What We Are Telling Our Kids

For parents in my peer group, “how am I going to explain this election to my kids” is a hot topic.  So here’s the ground Amy and I have used this week’s news to cover, which reflects both our personal opinions as well as our desire for them to draw from a diversity of viewpoints to form their own opinions:

1. We have a very diverse country in terms of perspectives, needs, and preferences, and different candidates appeal to different groups for different reasons.  You may look at a candidate and determine that that candidate is absolutely better or worse than the alternative, but others may come to a different conclusion, and that different conclusion need not be borne of ignorance or evil.

2. Our family is a well-educated and relatively affluent family from a big city on the East Coast, and our worldview is informed by those characteristics. But much of America is not like us, and so it is only natural for their worldview, having been informed by different characteristics, to be different from ours.  It is hard but not impossible to get out of our own bubble of the people we interact with and the media we consume, to hear about and learn from other vantage points, and in the spirit of keeping an open mind we should make sure we do.


3. Globalization, automation, and innovation have created incredible gains for humanity as a whole.  But that doesn’t mean that the distribution of those gains is even.  In fact there are many groups (even in as rich and free a nation as ours) who have not only not gained as much as we have but have actually lost.  Whether or not they are right to feel aggrieved, they feel aggrieved, and we ought to be sympathetic to that.

4. A lot of people are going to be distraught, upset, and outraged at the election results.  It is OK to feel these things, and if others feel these things you should be accommodating of them and not tell them to "get over it" if they are not ready to.  Maybe by listening to them you will better understand where they are coming from and maybe even realize that you should also be distraught, upset, and outraged.

5. Some people are for Trump, and while they may be happy with the election results, they may not feel they will be accepted by others if they knew.  You should demonstrate that you accept them, and that they are allowed to be who they are when they are with you.

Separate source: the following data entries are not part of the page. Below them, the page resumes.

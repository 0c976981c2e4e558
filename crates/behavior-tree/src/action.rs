//! Asynchronous leaf nodes.
//!
//! An [`ActionNode`] owns a worker task spawned on the tokio runtime when the
//! node is built. The worker sleeps on the node's [`TickEngine`], and each
//! consumed signal runs one cycle of the user [`Action`]:
//!
//! ```text
//! loop {
//!   ├─► engine.wait()            (or exit on shutdown)
//!   ├─► open cycle               (fresh cancellation token, busy = true)
//!   ├─► status = Running
//!   ├─► status = action.run(ctx)
//!   └─► close cycle              (busy = false)
//! }
//! ```
//!
//! Parents never await the body. They signal the engine and wait only until
//! the worker has picked the tick up (see [`request_tick`]).
//!
//! Halting is cooperative: [`ActionNode::halt`] marks the node `Halted` and
//! cancels the cycle token, and the body is expected to notice through
//! [`ActionContext::is_halted`] or [`ActionContext::halted`] and return
//! `Status::Halted`.
//!
//! [`TickEngine`]: crate::TickEngine

use std::future::Future;
use std::sync::{Arc, Mutex, MutexGuard, PoisonError};

use async_trait::async_trait;
use tokio::runtime::Handle;
use tokio::sync::watch;
use tokio::task::JoinHandle;
use tokio_util::sync::CancellationToken;
use tracing::{debug, trace, warn};

use crate::behavior::TreeNode;
use crate::config::TreeConfig;
use crate::error::{Result, TreeError};
use crate::node::NodeCore;
use crate::status::{NodeKind, Status};

/// Long-running work executed by an [`ActionNode`].
///
/// # Example
///
/// ```rust,ignore
/// struct MoveTo;
///
/// #[async_trait]
/// impl Action for MoveTo {
///     async fn run(&self, ctx: ActionContext) -> Status {
///         for _ in 0..50 {
///             if ctx.is_halted() {
///                 return Status::Halted;
///             }
///             step().await;
///         }
///         Status::Success
///     }
/// }
/// ```
#[async_trait]
pub trait Action: Send + Sync + 'static {
    /// Runs one execution cycle.
    ///
    /// Must return `Success`, `Failure`, or `Halted` (the latter as soon as
    /// `ctx.is_halted()` turns true).
    async fn run(&self, ctx: ActionContext) -> Status;
}

/// Closure-backed [`Action`].
///
/// The closure creates a fresh future per cycle.
pub struct ActionFn<F> {
    f: F,
}

impl<F> ActionFn<F> {
    pub fn new(f: F) -> Self {
        Self { f }
    }
}

#[async_trait]
impl<F, Fut> Action for ActionFn<F>
where
    F: Fn(ActionContext) -> Fut + Send + Sync + 'static,
    Fut: Future<Output = Status> + Send + 'static,
{
    async fn run(&self, ctx: ActionContext) -> Status {
        (self.f)(ctx).await
    }
}

/// Handle given to an [`Action`] for the duration of one cycle.
#[derive(Clone)]
pub struct ActionContext {
    shared: Arc<ActionShared>,
    cycle: CancellationToken,
}

impl ActionContext {
    pub fn name(&self) -> &str {
        self.shared.core.name()
    }

    /// Returns `true` once the parent has halted this node.
    pub fn is_halted(&self) -> bool {
        self.shared.core.is_halted() || self.cycle.is_cancelled()
    }

    /// Completes when this cycle is halted or the node shuts down.
    pub async fn halted(&self) {
        self.cycle.cancelled().await
    }

    /// Cancellation token of the current cycle, for handing to nested tasks.
    pub fn token(&self) -> &CancellationToken {
        &self.cycle
    }
}

/// State shared between the node and its worker task.
struct ActionShared {
    core: NodeCore,
    cycle: Mutex<CancellationToken>,
    busy: watch::Sender<bool>,
}

impl ActionShared {
    fn new(name: String) -> Self {
        let (busy, _) = watch::channel(false);
        Self {
            core: NodeCore::new(name, NodeKind::Action),
            cycle: Mutex::new(CancellationToken::new()),
            busy,
        }
    }

    fn lock_cycle(&self) -> MutexGuard<'_, CancellationToken> {
        self.cycle.lock().unwrap_or_else(PoisonError::into_inner)
    }

    fn begin_cycle(self: &Arc<Self>, stop: &CancellationToken) -> ActionContext {
        let token = stop.child_token();
        *self.lock_cycle() = token.clone();
        self.busy.send_replace(true);
        ActionContext {
            shared: Arc::clone(self),
            cycle: token,
        }
    }

    fn end_cycle(&self) {
        self.busy.send_replace(false);
    }

    fn cancel_cycle(&self) {
        self.lock_cycle().cancel();
    }
}

/// Background task consuming ticks for one action node.
struct ActionWorker {
    shared: Arc<ActionShared>,
    action: Box<dyn Action>,
    stop: CancellationToken,
}

impl ActionWorker {
    async fn run(self) {
        let name = self.shared.core.name().to_owned();

        loop {
            tokio::select! {
                biased;
                _ = self.stop.cancelled() => break,
                res = self.shared.core.engine().wait() => {
                    if res.is_err() {
                        break;
                    }
                }
            }

            let ctx = self.shared.begin_cycle(&self.stop);
            self.shared.core.set_status(Status::Running);
            debug!(node = %name, "action cycle started");

            let status = tokio::select! {
                biased;
                _ = self.stop.cancelled() => {
                    self.shared.core.set_status(Status::Halted);
                    self.shared.end_cycle();
                    break;
                }
                status = self.action.run(ctx) => status,
            };

            if !matches!(status, Status::Success | Status::Failure | Status::Halted) {
                warn!(node = %name, %status, "action returned an unexpected status");
            }
            self.shared.core.set_status(status);
            self.shared.end_cycle();
            debug!(node = %name, %status, "action cycle finished");
        }

        debug!(node = %name, "action worker stopped");
    }
}

/// Leaf node running an [`Action`] on its own task.
pub struct ActionNode {
    shared: Arc<ActionShared>,
    config: TreeConfig,
    stop: CancellationToken,
    worker: Mutex<Option<JoinHandle<()>>>,
}

impl ActionNode {
    /// Builds the node and spawns its worker on the current tokio runtime.
    ///
    /// Fails with [`TreeError::NoRuntime`] outside a runtime.
    pub fn new(name: impl Into<String>, action: impl Action) -> Result<Self> {
        Self::with_config(name, action, TreeConfig::default())
    }

    pub fn with_config(
        name: impl Into<String>,
        action: impl Action,
        config: TreeConfig,
    ) -> Result<Self> {
        let name = name.into();
        let handle = Handle::try_current().map_err(|source| TreeError::NoRuntime {
            name: name.clone(),
            source,
        })?;

        let shared = Arc::new(ActionShared::new(name));
        let stop = CancellationToken::new();
        let worker = ActionWorker {
            shared: Arc::clone(&shared),
            action: Box::new(action),
            stop: stop.clone(),
        };
        let worker = handle.spawn(worker.run());

        Ok(Self {
            shared,
            config,
            stop,
            worker: Mutex::new(Some(worker)),
        })
    }

    /// Creates an action node from an async closure.
    pub fn from_fn<F, Fut>(name: impl Into<String>, f: F) -> Result<Self>
    where
        F: Fn(ActionContext) -> Fut + Send + Sync + 'static,
        Fut: Future<Output = Status> + Send + 'static,
    {
        Self::new(name, ActionFn::new(f))
    }

    /// Returns `true` while a cycle of the action body is executing.
    pub fn is_busy(&self) -> bool {
        *self.shared.busy.borrow()
    }
}

#[async_trait]
impl TreeNode for ActionNode {
    fn core(&self) -> &NodeCore {
        &self.shared.core
    }

    async fn tick(&self) -> Status {
        request_tick(self).await
    }

    async fn halt(&self) {
        let mut busy = self.shared.busy.subscribe();
        self.shared.core.set_status(Status::Halted);
        self.shared.cancel_cycle();
        debug!(node = self.shared.core.name(), "halt requested");

        if let Some(limit) = self.config.halt_ack_timeout {
            let acknowledged = tokio::time::timeout(limit, busy.wait_for(|busy| !*busy))
                .await
                .is_ok();
            if !acknowledged {
                warn!(
                    node = self.shared.core.name(),
                    timeout = ?limit,
                    "action did not acknowledge halt in time"
                );
            }
        }
    }

    fn depth(&self) -> usize {
        0
    }

    fn reset_display_state(&self) {
        self.shared.core.set_display_status(Status::Idle);
    }

    async fn shutdown(&self) -> Result<()> {
        self.stop.cancel();
        self.shared.core.engine().close();

        let worker = self
            .worker
            .lock()
            .unwrap_or_else(PoisonError::into_inner)
            .take();
        if let Some(worker) = worker {
            worker.await.map_err(|source| TreeError::WorkerJoin {
                name: self.shared.core.name().to_owned(),
                source,
            })?;
        }
        Ok(())
    }
}

impl Drop for ActionNode {
    fn drop(&mut self) {
        self.stop.cancel();
        self.shared.core.engine().close();
        let worker = self
            .worker
            .get_mut()
            .unwrap_or_else(PoisonError::into_inner)
            .take();
        if let Some(worker) = worker {
            worker.abort();
        }
    }
}

/// Hands one tick to an action node without running its body inline.
///
/// If the node is `Idle` or `Halted`, its engine is signaled and the caller
/// waits until the worker reports `Running`, `Success` or `Failure`. Any other
/// status is returned as read. There is no timeout: an action that never
/// leaves `Idle` stalls this branch.
pub(crate) async fn request_tick(node: &dyn TreeNode) -> Status {
    let current = node.status();
    if !current.is_ready() {
        return current;
    }

    let mut updates = node.subscribe_status();
    node.core().engine().signal();
    trace!(node = node.name(), "tick signaled");

    match updates.wait_for(|status| status.is_acknowledged()).await {
        Ok(status) => *status,
        Err(_) => node.status(),
    }
}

6. Sometimes in life we don’t win and things aren't fair.  We still have to get up the next day and go to school and work and do our best.

7. Protecting the most vulnerable among us is a role of government, but it is also a role for individuals, households, and churches.  Whoever wins and whatever policies they advocate, it is incumbent on all of us together to play our part.

8. We are a nation of checks and balances.  The president is not a king or a dictator.  Other elections and appointments matter.  And, the most important accountability mechanism is we the people.

9. Donald Trump is potentially a uniquely dangerous president, based on his temperament, his words, and his choices. Temperament, words, and choices matter, whether you are president or anyone else, but being president means the possibility of doing great good or great harm.  So we should worry and we should watch.

10. God is in control.  We are not in control and we may not like who is in control and we may dread what is next.  But God holds past, present, and future in His good hands.  We can look to Him and find both peace to accept what is and power to help make what it should be.